This morning my daughter climbed into our bed to snuggle, and a tickle monster attack ensued followed by a game of “pillow” (in which one person wants to sleep and the other is the moving pillow).
These mornings remind me of my childhood. My brothers and I jumping onto my parents’ bed, my dad heating up the griddle for pancakes and bacon. I don’t know if this was rare in my childhood home or if it happened every weekend, but it is a strong memory. I can nearly smell the syrup. In my memory, childhood weekends consisted of cleaning, grocery shopping, visiting my grandparents and playing endlessly with my brothers.
In my grown-up house, weekend snuggles and big breakfasts are rare. It seems that open spaces on the calendar always seem to me an invitation to schedule something “fun.”

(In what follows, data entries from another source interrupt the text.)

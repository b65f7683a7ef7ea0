//! Client configuration.
//!
//! Values come from the command line, falling back to `IL2_*` environment
//! variables (optionally loaded from a `.env` file) and then to defaults.

mod client_config;
mod error;

pub use client_config::{parse_port, ClientConfig};
pub use error::ConfigError;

But recently my husband told me he had a goal of at least one day on the weekend in which he didn’t get into a car. We drive—a lot—which is unfortunate because we both hate driving. Initially, I thought he was just being a bit extreme (I mean what difference does it make if we drive on the weekend?), but I decided to play along.

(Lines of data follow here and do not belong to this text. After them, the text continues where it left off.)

//! HTTP transport for the node's REST API.
//!
//! Every call made by [`RestNode`](super::RestNode), [`RestChain`](super::RestChain)
//! and the stores goes through a shared [`HttpTransport`], which provides:
//! - Client-certificate (PKCS#12) authentication
//! - Acceptance of the node's self-signed server certificate
//! - Optional retries of transient failures
//! - Mapping of error statuses and undecodable bodies to [`RestClientError`]

use reqwest::{
	header::{HeaderMap, ACCEPT, CONTENT_TYPE},
	Identity, Method,
};
use reqwest_middleware::ClientWithMiddleware;
use serde::{de::DeserializeOwned, Serialize};
use std::{fmt, path::Path, time::Duration};
use tracing::debug;
use url::Url;
use zeroize::Zeroizing;

use crate::{
	models::ClientConfig,
	services::rest::RestClientError,
	utils::{create_retryable_http_client, HttpRetryConfig},
};

pub const JSON: &str = "application/json";
pub const OCTET_STREAM: &str = "application/octet-stream";
pub const PLAIN_TEXT: &str = "text/plain";

/// Longest error text kept from a failed response
const MAX_ERROR_TEXT: usize = 512;

/// Query string pairs appended to a request
pub type Query = Vec<(&'static str, String)>;

/// Body of a request sent to the node
#[derive(Debug, Clone, PartialEq)]
pub enum RequestBody {
	Empty,
	Json(serde_json::Value),
	Bytes(Vec<u8>),
}

/// A successful response, fully read
#[derive(Debug, Clone)]
pub struct RawResponse {
	pub headers: HeaderMap,
	pub body: Vec<u8>,
}

impl RawResponse {
	pub fn header(&self, name: &str) -> Option<&str> {
		self.headers.get(name).and_then(|value| value.to_str().ok())
	}

	pub fn content_type(&self) -> Option<&str> {
		self.header(CONTENT_TYPE.as_str())
	}

	pub fn json<T: DeserializeOwned>(&self) -> Result<T, RestClientError> {
		Ok(serde_json::from_slice(&self.body)?)
	}

	pub fn text(&self) -> String {
		String::from_utf8_lossy(&self.body).into_owned()
	}
}

/// Loads a client certificate and its private key from a PKCS#12 file
///
/// # Errors
/// Returns a [`RestClientError::CertificateError`] if the file cannot be read,
/// the password is wrong, or the content is not PKCS#12
pub fn load_identity(path: &Path, password: &str) -> Result<Identity, RestClientError> {
	let der = Zeroizing::new(std::fs::read(path).map_err(|e| {
		RestClientError::certificate_error(format!("Failed to read {}: {}", path.display(), e))
	})?);
	Identity::from_pkcs12_der(&der, password).map_err(|e| {
		RestClientError::certificate_error(format!("Failed to load {}: {}", path.display(), e))
	})
}

/// HTTP client bound to the root URL of one node
#[derive(Clone)]
pub struct HttpTransport {
	client: ClientWithMiddleware,
	base_url: Url,
}

impl fmt::Debug for HttpTransport {
	fn fmt(&self, f: &mut fmt::Formatter<'_>) -> fmt::Result {
		f.debug_struct("HttpTransport")
			.field("base_url", &self.base_url.as_str())
			.finish()
	}
}

impl HttpTransport {
	/// Creates a transport for the node at `base_url`
	///
	/// # Arguments
	/// * `base_url` - Root of the REST API; a missing trailing `/` is added
	/// * `identity` - Client certificate presented during the TLS handshake
	/// * `timeout` - Timeout applied to every request
	/// * `retry` - Retry policy for transient failures
	pub fn new(
		mut base_url: Url,
		identity: Option<Identity>,
		timeout: Duration,
		retry: &HttpRetryConfig,
	) -> Result<Self, RestClientError> {
		if !base_url.path().ends_with('/') {
			let path = format!("{}/", base_url.path());
			base_url.set_path(&path);
		}

		// Nodes serve self-signed certificates
		let mut builder = reqwest::Client::builder()
			.timeout(timeout)
			.connect_timeout(timeout.min(Duration::from_secs(10)))
			.danger_accept_invalid_certs(true);
		if let Some(identity) = identity {
			builder = builder.use_native_tls().identity(identity);
		}
		let base_client = builder.build().map_err(|e| {
			RestClientError::internal_error(format!("Failed to create HTTP client: {}", e))
		})?;

		Ok(Self {
			client: create_retryable_http_client(retry, base_client),
			base_url,
		})
	}

	/// Creates a transport authenticated with the configured certificate
	pub fn from_config(config: &ClientConfig) -> Result<Self, RestClientError> {
		let identity = load_identity(&config.certificate_path, &config.certificate_password)?;
		Self::new(
			config.base_url()?,
			Some(identity),
			config.timeout,
			&HttpRetryConfig::with_max_retries(config.max_retries),
		)
	}

	pub fn base_url(&self) -> &Url {
		&self.base_url
	}

	fn url_for(&self, path: &str) -> Result<Url, RestClientError> {
		self.base_url
			.join(path.trim_start_matches('/'))
			.map_err(|e| RestClientError::request_error(format!("Invalid path '{}': {}", path, e)))
	}

	/// Sends a request and reads the whole response
	///
	/// # Arguments
	/// * `method` - HTTP method
	/// * `path` - Path relative to the API root
	/// * `query` - Query string pairs
	/// * `accept` - Media type asked for in the `Accept` header
	/// * `body` - Request body
	///
	/// # Returns
	/// * `Result<RawResponse, RestClientError>` - The response, or an error for
	///   transport failures and non-success statuses
	pub async fn send_raw_request(
		&self,
		method: Method,
		path: &str,
		query: &[(&'static str, String)],
		accept: &str,
		body: RequestBody,
	) -> Result<RawResponse, RestClientError> {
		let url = self.url_for(path)?;
		debug!(method = %method, url = %url, "Sending request to node");

		let mut request = self.client.request(method, url).header(ACCEPT, accept);
		if !query.is_empty() {
			request = request.query(query);
		}
		request = match body {
			RequestBody::Empty => request,
			RequestBody::Json(value) => request.json(&value),
			RequestBody::Bytes(bytes) => request.header(CONTENT_TYPE, OCTET_STREAM).body(bytes),
		};

		let response = request.send().await?;
		let status = response.status();
		let headers = response.headers().clone();
		let body = response.bytes().await?.to_vec();

		if !status.is_success() {
			return Err(RestClientError::status_error(
				status.as_u16(),
				error_text(&body),
			));
		}

		Ok(RawResponse {
			headers,
			body,
		})
	}

	pub async fn get_json<T: DeserializeOwned>(
		&self,
		path: &str,
		query: &[(&'static str, String)],
	) -> Result<T, RestClientError> {
		self.send_raw_request(Method::GET, path, query, JSON, RequestBody::Empty)
			.await?
			.json()
	}

	pub async fn post_json<B, T>(
		&self,
		path: &str,
		query: &[(&'static str, String)],
		body: &B,
	) -> Result<T, RestClientError>
	where
		B: Serialize + ?Sized,
		T: DeserializeOwned,
	{
		let body = serde_json::to_value(body).map_err(|e| {
			RestClientError::request_error(format!("Failed to serialize request body: {}", e))
		})?;
		self.send_raw_request(Method::POST, path, query, JSON, RequestBody::Json(body))
			.await?
			.json()
	}

	pub async fn post_bytes<T: DeserializeOwned>(
		&self,
		path: &str,
		query: &[(&'static str, String)],
		bytes: Vec<u8>,
	) -> Result<T, RestClientError> {
		self.send_raw_request(Method::POST, path, query, JSON, RequestBody::Bytes(bytes))
			.await?
			.json()
	}

	pub async fn get_raw(&self, path: &str, accept: &str) -> Result<RawResponse, RestClientError> {
		self.send_raw_request(Method::GET, path, &[], accept, RequestBody::Empty)
			.await
	}
}

/// Extracts a readable message from an error response body
///
/// Nodes answer errors with problem-details JSON when they can; anything else
/// is kept as (truncated) text.
fn error_text(body: &[u8]) -> String {
	if let Ok(value) = serde_json::from_slice::<serde_json::Value>(body) {
		for field in ["detail", "message", "title"] {
			if let Some(text) = value.get(field).and_then(|v| v.as_str()) {
				return text.to_string();
			}
		}
	}
	let text = String::from_utf8_lossy(body);
	let text = text.trim();
	match text.char_indices().nth(MAX_ERROR_TEXT) {
		Some((cut, _)) => format!("{}...", &text[..cut]),
		None => text.to_string(),
	}
}

/// Escapes a value used as a single path segment
pub(crate) fn segment(value: &str) -> String {
	urlencoding::encode(value).into_owned()
}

The first Sunday, I had strong urges to run errands or do something else “productive.” In just three weeks, though, I’ve realized the amazing power of carless Sundays. Vowing to stay out of the car means I stay close to home. Maybe I head out for a run, take my daughter to the playground, read a book or enjoy a family brunch at a neighborhood restaurant. Without a gas-powered vehicle, my pace goes from 65 mph to about 10 mph.
Today, as I played Barbies and ponies on the living room floor with my daughter, the NFL announcers yacking in the background, it still felt a bit foreign to “do nothing.” Yet it also felt familiar—it felt like home. It felt like something worth slowing down for.
Next weekend, the syrup comes out.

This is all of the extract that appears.